Search code examples
haskellfunctional-programmingtreefold

Best way to name a tree (with children) structure with no duplicate names in Haskell


Let's say I have the following data structure.

data Tree = Tree
  { name        :: String
  , children    :: [Tree]
  , ...
  }

My goal is to be able to map over a list of trees and their children, so that I can name each tree uniquely, hence the Map structure in the following code which represents the number of times a particular name has been used, in other words, Map Name Count. So if I have function baseName :: SystemTree -> String which returns the unnumbered name based on the unlisted attributes, it can be combined with the number in the map, such that even if a baseName is reused no name is ever used twice.

nameSystemTrees :: Map String Int -> [Tree] -> (Map String Int, [Tree])
nameSystemTrees nameState trees =
  ...

My question is, what is the best way to approach this in Haskell? Is it possible to use Foldable here? I noticed there's the Data.Tree package but unfortunately I already have a lot of custom code to construct these trees so I think it would take some work to be able to use the constructors in that package.


Solution

  • Well, you can't use Foldable (or the related class Traversable) because these classes are for types of kind * -> *. That is, a Foldable instance can only be defined for a type like data Tree a = ... that is parameterized in another type a, but your data Tree = ... is unparameterized.
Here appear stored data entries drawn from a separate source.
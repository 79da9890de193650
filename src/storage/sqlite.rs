//! SQLite storage implementation.
//!
//! The main persistence backend for LinkStash. One connection, two
//! collections: saved links and settings. The router owns exactly one
//! instance; nothing else touches the database file.

use crate::error::{Error, Result};
use crate::model::SavedLink;
use rusqlite::{Connection, OptionalExtension};
use std::path::Path;
use std::time::Duration;

/// SQLite-based storage backend.
#[derive(Debug)]
pub struct SqliteStorage {
    conn: Connection,
}

impl SqliteStorage {
    /// Open a database at the given path.
    ///
    /// Creates the database and applies schema if it doesn't exist.
    ///
    /// # Errors
    ///
    /// Returns an error if the connection cannot be established or schema fails.
    pub fn open(path: &Path) -> Result<Self> {
        Self::open_with_timeout(path, None)
    }

    /// Open a database with an optional busy timeout.
    ///
    /// # Errors
    ///
    /// Returns an error if the connection cannot be established or schema fails.
    pub fn open_with_timeout(path: &Path, timeout_ms: Option<u64>) -> Result<Self> {
        let conn = Connection::open(path)?;

        if let Some(timeout) = timeout_ms {
            conn.busy_timeout(Duration::from_millis(timeout))?;
        } else {
            // Default 5 second timeout
            conn.busy_timeout(Duration::from_secs(5))?;
        }

        super::schema::apply_schema(&conn)?;
        Ok(Self { conn })
    }

    /// Open an in-memory database (for testing).
    ///
    /// # Errors
    ///
    /// Returns an error if the connection cannot be established.
    pub fn open_memory() -> Result<Self> {
        let conn = Connection::open_in_memory()?;
        super::schema::apply_schema(&conn)?;
        Ok(Self { conn })
    }

    // ==================
    // Settings Operations
    // ==================

    /// Upsert a setting. No error if the key had no prior value.
    ///
    /// # Errors
    ///
    /// Returns an error if the write fails.
    pub fn put_setting(&mut self, key: &str, value: &str) -> Result<()> {
        self.conn.execute(
            "INSERT INTO settings (key, value) VALUES (?1, ?2)
             ON CONFLICT(key) DO UPDATE SET value = excluded.value",
            rusqlite::params![key, value],
        )?;
        Ok(())
    }

    /// Read a setting, `None` when unset.
    ///
    /// # Errors
    ///
    /// Returns an error if the query fails.
    pub fn get_setting(&self, key: &str) -> Result<Option<String>> {
        let value = self
            .conn
            .query_row("SELECT value FROM settings WHERE key = ?1", [key], |row| {
                row.get(0)
            })
            .optional()?;
        Ok(value)
    }

    // ==================
    // Link Operations
    // ==================

    /// Insert a link, assigning a fresh id and the creation timestamp.
    ///
    /// Returns the assigned id. Underlying engine failures (disk, quota)
    /// propagate uninterpreted.
    ///
    /// # Errors
    ///
    /// Returns an error if the insert fails.
    pub fn add_link(&mut self, url: &str, title: &str, summary: &str, tags: &[String]) -> Result<i64> {
        let timestamp = chrono::Utc::now().to_rfc3339();
        let tags_json = serde_json::to_string(tags)?;

        self.conn.execute(
            "INSERT INTO links (url, title, summary, timestamp, tags)
             VALUES (?1, ?2, ?3, ?4, ?5)",
            rusqlite::params![url, title, summary, timestamp, tags_json],
        )?;

        Ok(self.conn.last_insert_rowid())
    }

    /// Insert a link only if no record with the exact URL string exists.
    ///
    /// Lookup and insert run inside one IMMEDIATE transaction, so two
    /// concurrent saves of the same URL cannot both get through: the
    /// write lock serializes them and the loser sees the winner's row.
    ///
    /// Returns `Some(id)` on insert, `None` when the URL was already present.
    ///
    /// # Errors
    ///
    /// Returns an error if the transaction fails.
    pub fn insert_link_if_absent(
        &mut self,
        url: &str,
        title: &str,
        summary: &str,
        tags: &[String],
    ) -> Result<Option<i64>> {
        let timestamp = chrono::Utc::now().to_rfc3339();
        let tags_json = serde_json::to_string(tags)?;

        let tx = self
            .conn
            .transaction_with_behavior(rusqlite::TransactionBehavior::Immediate)?;

        let existing: Option<i64> = tx
            .query_row("SELECT id FROM links WHERE url = ?1 LIMIT 1", [url], |row| {
                row.get(0)
            })
            .optional()?;

        if existing.is_some() {
            tx.commit()?;
            return Ok(None);
        }

        tx.execute(
            "INSERT INTO links (url, title, summary, timestamp, tags)
             VALUES (?1, ?2, ?3, ?4, ?5)",
            rusqlite::params![url, title, summary, timestamp, tags_json],
        )?;
        let id = tx.last_insert_rowid();
        tx.commit()?;

        Ok(Some(id))
    }

    /// List all links, newest first.
    ///
    /// Ordered by insertion order (`id DESC`), not by timestamp
    /// comparison; insertion order is the reliable proxy here.
    ///
    /// # Errors
    ///
    /// Returns an error if the query fails.
    pub fn list_links(&self) -> Result<Vec<SavedLink>> {
        let mut stmt = self.conn.prepare(
            "SELECT id, url, title, summary, timestamp, tags
             FROM links ORDER BY id DESC",
        )?;

        let rows = stmt.query_map([], row_to_link)?;

        rows.collect::<std::result::Result<Vec<_>, _>>()
            .map_err(Error::from)
    }

    /// Delete a link by id. Succeeds silently if the id is absent.
    ///
    /// # Errors
    ///
    /// Returns an error if the delete statement fails.
    pub fn delete_link(&mut self, id: i64) -> Result<()> {
        self.conn
            .execute("DELETE FROM links WHERE id = ?1", [id])?;
        Ok(())
    }

    /// Find the first link whose URL exactly equals the argument.
    ///
    /// Exact string match only: no normalization, no case folding.
    ///
    /// # Errors
    ///
    /// Returns an error if the query fails.
    pub fn find_by_url(&self, url: &str) -> Result<Option<SavedLink>> {
        let mut stmt = self.conn.prepare(
            "SELECT id, url, title, summary, timestamp, tags
             FROM links WHERE url = ?1 ORDER BY id LIMIT 1",
        )?;

        let link = stmt.query_row([url], row_to_link).optional()?;
        Ok(link)
    }

    /// Count saved links.
    ///
    /// # Errors
    ///
    /// Returns an error if the query fails.
    pub fn count_links(&self) -> Result<usize> {
        let count: i64 = self
            .conn
            .query_row("SELECT COUNT(*) FROM links", [], |row| row.get(0))?;
        Ok(usize::try_from(count).unwrap_or(0))
    }
}

fn row_to_link(row: &rusqlite::Row<'_>) -> rusqlite::Result<SavedLink> {
    let tags_json: String = row.get(5)?;
    Ok(SavedLink {
        id: row.get(0)?,
        url: row.get(1)?,
        title: row.get(2)?,
        summary: row.get(3)?,
        timestamp: row.get(4)?,
        // Tolerate hand-edited rows: bad tags JSON degrades to empty
        tags: serde_json::from_str(&tags_json).unwrap_or_default(),
    })
}
//! CLI definitions using clap.

use clap::{Args, Parser, Subcommand, ValueEnum};
use std::path::PathBuf;

/// Output format for list/query commands.
#[derive(ValueEnum, Clone, Debug, Default, PartialEq, Eq)]
pub enum OutputFormat {
    /// Human-readable table (default)
    #[default]
    Table,
    /// JSON (same as --json)
    Json,
    /// Comma-separated values
    Csv,
}

pub mod commands;

/// LinkStash CLI - Save links with AI summaries and ask questions about your collection
#[derive(Parser, Debug)]
#[command(name = "lks", author, version, about, long_about = None)]
pub struct Cli {
    #[command(subcommand)]
    pub command: Commands,

    /// Database path (default: ~/.linkstash/data/linkstash.db)
    #[arg(long, global = true, env = "LKS_DB")]
    pub db: Option<PathBuf>,

    /// Output as JSON (for scripting)
    #[arg(long, alias = "robot", global = true)]
    pub json: bool,

    /// Output format (table, json, csv)
    #[arg(long, value_enum, global = true, default_value_t)]
    pub format: OutputFormat,

    /// Output only the ID (for scripting)
    #[arg(long, global = true)]
    pub silent: bool,

    /// Increase logging verbosity (-v, -vv)
    #[arg(short, long, action = clap::ArgAction::Count, global = true)]
    pub verbose: u8,

    /// Quiet mode (no output except errors)
    #[arg(short, long, global = true)]
    pub quiet: bool,

    /// Disable colored output
    #[arg(long, global = true)]
    pub no_color: bool,
}

#[derive(Subcommand, Debug)]
pub enum Commands {
    /// Initialize the LinkStash database
    Init {
        /// Overwrite existing database
        #[arg(long)]
        force: bool,
    },

    /// Print version information
    Version,

    /// Save a page with an AI-generated summary
    Save(SaveArgs),

    /// List saved links, newest first
    List(ListArgs),

    /// Delete a saved link
    Delete {
        /// Id of the link to delete
        id: i64,
    },

    /// Ask a question about your saved links
    Ask {
        /// Free-text question
        question: String,
    },

    /// API key management
    Key {
        #[command(subcommand)]
        command: KeyCommands,
    },

    /// Generate shell completions
    Completions {
        /// Shell to generate completions for
        #[arg(value_enum)]
        shell: clap_complete::Shell,
    },
}

#[derive(Args, Debug)]
pub struct SaveArgs {
    /// URL of the page to save
    pub url: String,

    /// Page title (skips title extraction when given)
    #[arg(short, long)]
    pub title: Option<String>,

    /// Page text (skips the page fetch entirely)
    #[arg(short, long)]
    pub content: Option<String>,

    /// Read the page text from a file
    #[arg(long, conflicts_with = "content")]
    pub content_file: Option<PathBuf>,

    /// Read the page text from stdin
    #[arg(long, conflicts_with_all = ["content", "content_file"])]
    pub stdin: bool,
}

#[derive(Args, Debug, Default)]
pub struct ListArgs {
    /// Maximum links to display (all by default)
    #[arg(short, long)]
    pub limit: Option<usize>,
}

#[derive(Subcommand, Debug)]
pub enum KeyCommands {
    /// Show the stored API key
    Show,

    /// Store an API key
    Set {
        /// Key value (must start with "sk-")
        value: String,
    },

    /// Check the key against the models endpoint
    Test,
}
    What you can do is write a function that traverses your tree applying a monadic action to each node, sort of a mapM tailored to your tree that maps a per-node action across the whole tree:

    mapTreeM :: Monad m => (Tree -> m Tree) -> Tree -> m Tree
    mapTreeM f = mtm  -- @f@ is the per-node action, @mtm@ the whole-tree action
      where mtm tree = do
              -- apply node action @f@ to root node
              tree' <- f tree
              -- recurse over children with @mtm@
              children' <- mapM mtm (children tree')
              -- update the children
              return $ tree' { children = children' }
    

    Now, this can apply any monadic action, including a State-based monadic action that assigns a numbered suffix, with a separate counter for each name. This is, given:

    data Tree = Tree
      { name :: String
      , children :: [Tree]
      } deriving (Show, Eq)
    

    you can define the node-renamer:

    uniquifyNode :: Tree -> State (Map String Int) Tree
    uniquifyNode node = do
      let nm = name node
      -- get current count for this name
      n <- gets (Map.findWithDefault 1 nm)
      -- store an updated count
      modify (Map.insert nm (n+1))
      -- return uniquified name
      return (node { name = nm ++ show n })
    

    and combine the two to create a tree-renamer:

    uniquifyTree :: Tree -> Tree
    uniquifyTree t = evalState (mapTreeM uniquifyNode t) Map.empty
    

    and test it on a tree:

    t0 :: Tree
    t0 = Tree "a" [ Tree "a" []
                  , Tree "b" [ Tree "a" []
                             , Tree "b" []
                             , Tree "c" []
                 ]
          , Tree "c" [ Tree "a" [] ]
          ]
    

    like so:

    > uniquifyTree t0
    

    which prints a tree equivalent to:

    t1 :: Tree
    t1 = Tree "a1" [ Tree "a2" []
                   , Tree "b1" [ Tree "a3" []
                               , Tree "b2" []
                               , Tree "c1" []
                               ]
                  , Tree "c2" [ Tree "a4" [] ]
                  ]
    

    Note that mapTreeM is essentially equivalent to your mapTree, and you can define mapTree in terms of mapTreeM using runState and state which don't actually do anything except wrap and unwrap data types:

    mapTree :: ((a, Tree) -> (a, Tree)) -> (a, Tree) -> (a, Tree)
    mapTree f (a, t) = let (t', a') = runState (mapTreeM g t) a in (a', t')
      where g t = state (\a -> let (a', t') = f (a, t) in (t', a'))
    

    So, structurally, this isn't much different from what you've already done. You just reinvented the state monad (as (a, Tree) -> (a, Tree)) and wrote a sort of custom mapM to traverse the tree without making the monadic action general.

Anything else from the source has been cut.